(DATA IN THIS EXERCISE begins)

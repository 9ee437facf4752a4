//! End-to-end run scenarios exercised through the public API only
//! (no `crate::` access to internals), covering the executor's
//! testable properties: conditional routing, retry-then-success,
//! pause/resume, the output-cleaning trap, and a guardrail block.

use std::collections::{HashMap, HashSet};
use std::sync::atomic::{AtomicU32, Ordering};
use std::sync::Arc;

use futures::FutureExt;
use serde_json::json;

use skein::{
    clean_output, CleanOutcome, EdgeCondition, EdgeSpec, ExecutionStatus, ExecutorConfig, FunctionRegistry, Goal,
    GraphExecutor, GraphSpec, GuardrailConfig, LlmResponse, LoopConfig, MockLlm, NodeKind, NodeRegistry, NodeSpec,
    NullJournal, PatternCache, PatternCacheConfig, ResumeInput, RunDeps, ToolRegistry,
};
use skein::events::EventBus;

fn test_goal() -> Goal {
    Goal {
        id: "goal".into(),
        name: "scenario goal".into(),
        description: "a goal used only by integration scenarios".into(),
        success_criteria: vec![],
        constraints: vec![],
        input_schema: None,
        output_schema: None,
    }
}

fn function_node(id: &str, input_keys: &[&str], output_keys: &[&str]) -> NodeSpec {
    NodeSpec {
        id: id.into(),
        display_name: id.into(),
        kind: NodeKind::Function,
        input_keys: input_keys.iter().map(|s| s.to_string()).collect(),
        output_keys: output_keys.iter().map(|s| s.to_string()).collect(),
        nullable_output_keys: vec![],
        tool_names: vec![],
        system_prompt: None,
        max_retries: 0,
        max_node_visits: u32::MAX,
        client_facing: false,
    }
}

fn llm_generate_node(id: &str, output_keys: &[&str], max_retries: u32) -> NodeSpec {
    NodeSpec {
        id: id.into(),
        display_name: id.into(),
        kind: NodeKind::LlmGenerate,
        input_keys: vec![],
        output_keys: output_keys.iter().map(|s| s.to_string()).collect(),
        nullable_output_keys: vec![],
        tool_names: vec![],
        system_prompt: Some("answer".into()),
        max_retries,
        max_node_visits: u32::MAX,
        client_facing: false,
    }
}

fn edge(id: &str, source: &str, target: &str, condition: EdgeCondition) -> EdgeSpec {
    EdgeSpec {
        id: id.into(),
        source: source.into(),
        target: target.into(),
        condition,
        condition_expr: None,
        description: None,
        priority: 0,
        input_mapping: HashMap::new(),
    }
}

fn conditional_edge(id: &str, source: &str, target: &str, expr: &str) -> EdgeSpec {
    EdgeSpec {
        condition_expr: Some(expr.to_string()),
        ..edge(id, source, target, EdgeCondition::Conditional)
    }
}

fn deps_with_functions(functions: FunctionRegistry) -> RunDeps {
    RunDeps {
        llm: Arc::new(MockLlm::text("")),
        repair_llm: None,
        tools: ToolRegistry::new(),
        functions,
        nodes: NodeRegistry::new(),
        journal: Arc::new(NullJournal),
        events: Arc::new(EventBus::new("scenario")),
    }
}

/// Spec §8 scenario 2: `A -> B` when `output['score'] > 0.8`, else `A -> C`
/// on failure. A high score routes to `B`; a middling score with no
/// matching edge ends the run successfully at `A`.
#[tokio::test]
async fn conditional_routing_picks_branch_by_score() {
    let mut functions = FunctionRegistry::new();
    let score = Arc::new(std::sync::Mutex::new(0.9_f64));
    let score_clone = score.clone();
    functions.register(
        "a",
        Arc::new(move |_input: HashMap<String, serde_json::Value>| {
            let score = score_clone.clone();
            async move {
                let mut out = HashMap::new();
                out.insert("score".to_string(), json!(*score.lock().unwrap()));
                Ok(out)
            }
            .boxed()
        }),
    );
    functions.register("b", Arc::new(|input| async move { Ok(input) }.boxed()));

    let graph = GraphSpec {
        id: "routing".into(),
        goal_id: "goal".into(),
        nodes: vec![
            function_node("a", &[], &["score"]),
            function_node("b", &["score"], &["score"]),
        ],
        edges: vec![conditional_edge("e1", "a", "b", "output['score'] > 0.8")],
        entry_node: "a".into(),
        entry_points: HashMap::new(),
        terminal_nodes: ["b".to_string()].into_iter().collect(),
        pause_nodes: HashSet::new(),
        max_steps: 10,
        loop_config: LoopConfig::default(),
        default_model: "default".into(),
        max_tokens_per_decision: 1024,
    };

    let executor = GraphExecutor::new(ExecutorConfig::default());
    let deps = deps_with_functions(functions);
    let result = executor.run(&graph, &test_goal(), &deps, "run-high".into(), HashMap::new()).await.unwrap();
    assert_eq!(result.status, ExecutionStatus::Completed);
    assert_eq!(result.final_node, Some("b".to_string()));

    *score.lock().unwrap() = 0.5;
    let result = executor.run(&graph, &test_goal(), &deps, "run-low".into(), HashMap::new()).await.unwrap();
    assert_eq!(result.status, ExecutionStatus::Completed);
    assert_eq!(result.final_node, Some("a".to_string()));
}

/// Spec §8 scenario 3: a node with `max_retries = 2` that fails twice and
/// succeeds on the third attempt completes the run at `steps_executed = 1`
/// (one step: tool-use iterations / retries do not advance the step
/// counter) while having actually been visited three times.
#[tokio::test]
async fn retry_then_success_does_not_advance_step_counter() {
    let attempt = Arc::new(AtomicU32::new(0));
    let attempt_clone = attempt.clone();

    let mut functions = FunctionRegistry::new();
    functions.register(
        "flaky",
        Arc::new(move |_input| {
            let attempt = attempt_clone.clone();
            async move {
                let n = attempt.fetch_add(1, Ordering::SeqCst);
                if n < 2 {
                    Err(format!("transient failure #{n}"))
                } else {
                    let mut out = HashMap::new();
                    out.insert("ok".to_string(), json!(true));
                    Ok(out)
                }
            }
            .boxed()
        }),
    );

    let mut node = function_node("flaky", &[], &["ok"]);
    node.max_retries = 2;

    let graph = GraphSpec {
        id: "retry".into(),
        goal_id: "goal".into(),
        nodes: vec![node],
        edges: vec![],
        entry_node: "flaky".into(),
        entry_points: HashMap::new(),
        terminal_nodes: ["flaky".to_string()].into_iter().collect(),
        pause_nodes: HashSet::new(),
        max_steps: 10,
        loop_config: LoopConfig::default(),
        default_model: "default".into(),
        max_tokens_per_decision: 1024,
    };

    let executor = GraphExecutor::new(ExecutorConfig::default());
    let deps = deps_with_functions(functions);
    let result = executor.run(&graph, &test_goal(), &deps, "run-1".into(), HashMap::new()).await.unwrap();

    assert_eq!(result.status, ExecutionStatus::Completed);
    assert_eq!(result.steps_taken, 1);
    assert_eq!(attempt.load(Ordering::SeqCst), 3);
}

/// Spec §8 scenario 4 / §4.1.7: a `human_input` node pauses the run; the
/// embedder later resumes with the answer overlaid on memory and the run
/// reaches the terminal node with both the original and the provided
/// memory intact.
#[tokio::test]
async fn pause_then_resume_completes_with_full_memory() {
    let mut functions = FunctionRegistry::new();
    functions.register(
        "finish",
        Arc::new(|input: HashMap<String, serde_json::Value>| async move { Ok(input) }.boxed()),
    );

    let mut entry_points = HashMap::new();
    entry_points.insert("ask_resume".to_string(), "finish".to_string());

    let graph = GraphSpec {
        id: "hitl".into(),
        goal_id: "goal".into(),
        nodes: vec![
            NodeSpec {
                id: "ask".into(),
                display_name: "ask".into(),
                kind: NodeKind::HumanInput,
                input_keys: vec![],
                output_keys: vec![],
                nullable_output_keys: vec![],
                tool_names: vec![],
                system_prompt: Some("confirm the plan?".into()),
                max_retries: 0,
                max_node_visits: u32::MAX,
                client_facing: true,
            },
            function_node("finish", &["topic", "answer"], &["topic", "answer"]),
        ],
        edges: vec![edge("e1", "ask", "finish", EdgeCondition::Always)],
        entry_node: "ask".into(),
        entry_points,
        terminal_nodes: ["finish".to_string()].into_iter().collect(),
        pause_nodes: ["ask".to_string()].into_iter().collect(),
        max_steps: 10,
        loop_config: LoopConfig::default(),
        default_model: "default".into(),
        max_tokens_per_decision: 1024,
    };

    let executor = GraphExecutor::new(ExecutorConfig::default());
    let deps = deps_with_functions(functions);

    let mut input = HashMap::new();
    input.insert("topic".to_string(), json!("weather"));
    let paused = executor.run(&graph, &test_goal(), &deps, "run-1".into(), input).await.unwrap();
    assert!(paused.is_paused());
    let ExecutionStatus::Paused(session) = paused.status else {
        panic!("expected paused status");
    };
    assert_eq!(session.paused_at_node, "ask");
    assert_eq!(session.resume_entry_name(), "ask_resume");
    assert_eq!(session.memory.get("topic"), Some(&json!("weather")));

    let mut provided_values = HashMap::new();
    provided_values.insert("answer".to_string(), json!("sunny"));
    let resumed = executor
        .resume(
            &graph,
            &test_goal(),
            &deps,
            ResumeInput {
                session,
                provided_values,
            },
        )
        .await
        .unwrap();

    assert_eq!(resumed.status, ExecutionStatus::Completed);
    assert_eq!(resumed.final_node, Some("finish".to_string()));
    assert_eq!(resumed.memory.get("topic"), Some(&json!("weather")));
    assert_eq!(resumed.memory.get("answer"), Some(&json!("sunny")));
}

/// Spec §8 scenario 5: a node declares a single output key, `report`,
/// but its raw output landed under a different, differently-spelled
/// key (`result`). The declared key is missing, so the cache/structural
/// repair chain kicks in before any model call: the sole-key rename
/// rule lifts the value across without needing `repair_llm`.
#[tokio::test]
async fn output_cleaning_renames_sole_mismatched_key_structurally() {
    let node = llm_generate_node("reporter", &["report"], 0);
    let mut raw_output = HashMap::new();
    raw_output.insert("result".to_string(), json!("all systems nominal"));

    let cache = PatternCache::new(PatternCacheConfig::default());
    let outcome = clean_output(&node, raw_output, &cache, None).await;

    match outcome {
        CleanOutcome::RepairedStructurally(repaired) => {
            assert_eq!(repaired.get("report"), Some(&json!("all systems nominal")));
        }
        other => panic!("expected structural repair, got {other:?}"),
    }
}

/// Spec §8 scenario 5, exercised through the real executor (not just a
/// direct `clean_output` call): the source node's own declared output
/// key is satisfied (`report` is present, non-null), so the step-8 gate
/// passes, but its value is a JSON string whose parse contains the same
/// key name — the canonical trap. The §4.1.2 hand-off at the `a -> b`
/// edge crossing checks it against `b`'s input contract, repairs it in
/// place, and `b` receives the unwrapped value.
#[tokio::test]
async fn output_cleaning_hand_off_repairs_nested_same_key_trap_across_an_edge() {
    let mut functions = FunctionRegistry::new();
    functions.register(
        "a",
        Arc::new(|_input: HashMap<String, serde_json::Value>| {
            async move {
                let mut out = HashMap::new();
                out.insert("report".to_string(), json!(r#"{"report":"ok"}"#));
                Ok(out)
            }
            .boxed()
        }),
    );
    functions.register("b", Arc::new(|input| async move { Ok(input) }.boxed()));

    let graph = GraphSpec {
        id: "clean-edge".into(),
        goal_id: "goal".into(),
        nodes: vec![
            function_node("a", &[], &["report"]),
            function_node("b", &["report"], &["report"]),
        ],
        edges: vec![edge("e1", "a", "b", EdgeCondition::Always)],
        entry_node: "a".into(),
        entry_points: HashMap::new(),
        terminal_nodes: ["b".to_string()].into_iter().collect(),
        pause_nodes: HashSet::new(),
        max_steps: 10,
        loop_config: LoopConfig::default(),
        default_model: "default".into(),
        max_tokens_per_decision: 1024,
    };

    let executor = GraphExecutor::new(ExecutorConfig::default());
    let deps = deps_with_functions(functions);
    let result = executor.run(&graph, &test_goal(), &deps, "run-1".into(), HashMap::new()).await.unwrap();

    assert_eq!(result.status, ExecutionStatus::Completed);
    assert_eq!(result.memory.get("report"), Some(&json!("ok")));
}

/// Spec §8 scenario 6: a run-wide token budget already exceeded by an
/// earlier decision blocks the *next* node before it ever reaches the
/// model. `think1` reports 500 tokens of usage against a 100-token
/// budget; `think2`'s pre-decision guardrail check then blocks and the
/// run ends in `GuardrailBlocked` without a second call to the LLM.
#[tokio::test]
async fn guardrail_blocks_next_decision_once_run_budget_is_spent() {
    let graph = GraphSpec {
        id: "budget".into(),
        goal_id: "goal".into(),
        nodes: vec![
            llm_generate_node("think1", &["a"], 0),
            llm_generate_node("think2", &["b"], 0),
        ],
        edges: vec![edge("e1", "think1", "think2", EdgeCondition::Always)],
        entry_node: "think1".into(),
        entry_points: HashMap::new(),
        terminal_nodes: ["think2".to_string()].into_iter().collect(),
        pause_nodes: HashSet::new(),
        max_steps: 10,
        loop_config: LoopConfig::default(),
        default_model: "default".into(),
        max_tokens_per_decision: 1024,
    };

    let config = ExecutorConfig {
        guardrail: GuardrailConfig {
            max_total_tokens: Some(100),
            ..GuardrailConfig::default()
        },
        ..ExecutorConfig::default()
    };

    let executor = GraphExecutor::new(config);
    let deps = RunDeps {
        llm: Arc::new(MockLlm::new(LlmResponse {
            content: r#"{"a":"done"}"#.to_string(),
            tool_calls: vec![],
            usage: Some(skein::LlmUsage {
                prompt_tokens: 400,
                completion_tokens: 100,
                total_tokens: 500,
            }),
        })),
        repair_llm: None,
        tools: ToolRegistry::new(),
        functions: FunctionRegistry::new(),
        nodes: NodeRegistry::new(),
        journal: Arc::new(NullJournal),
        events: Arc::new(EventBus::new("budget-run")),
    };

    let result = executor.run(&graph, &test_goal(), &deps, "run-1".into(), HashMap::new()).await.unwrap();
    match result.status {
        ExecutionStatus::GuardrailBlocked(_) => {}
        other => panic!("expected guardrail block, got {other:?}"),
    }
    assert_eq!(result.final_node, Some("think2".to_string()));
}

(DATA IN THIS EXERCISE ends)

Find each line in the records that includes the word "failure". Report the total and nothing more.

2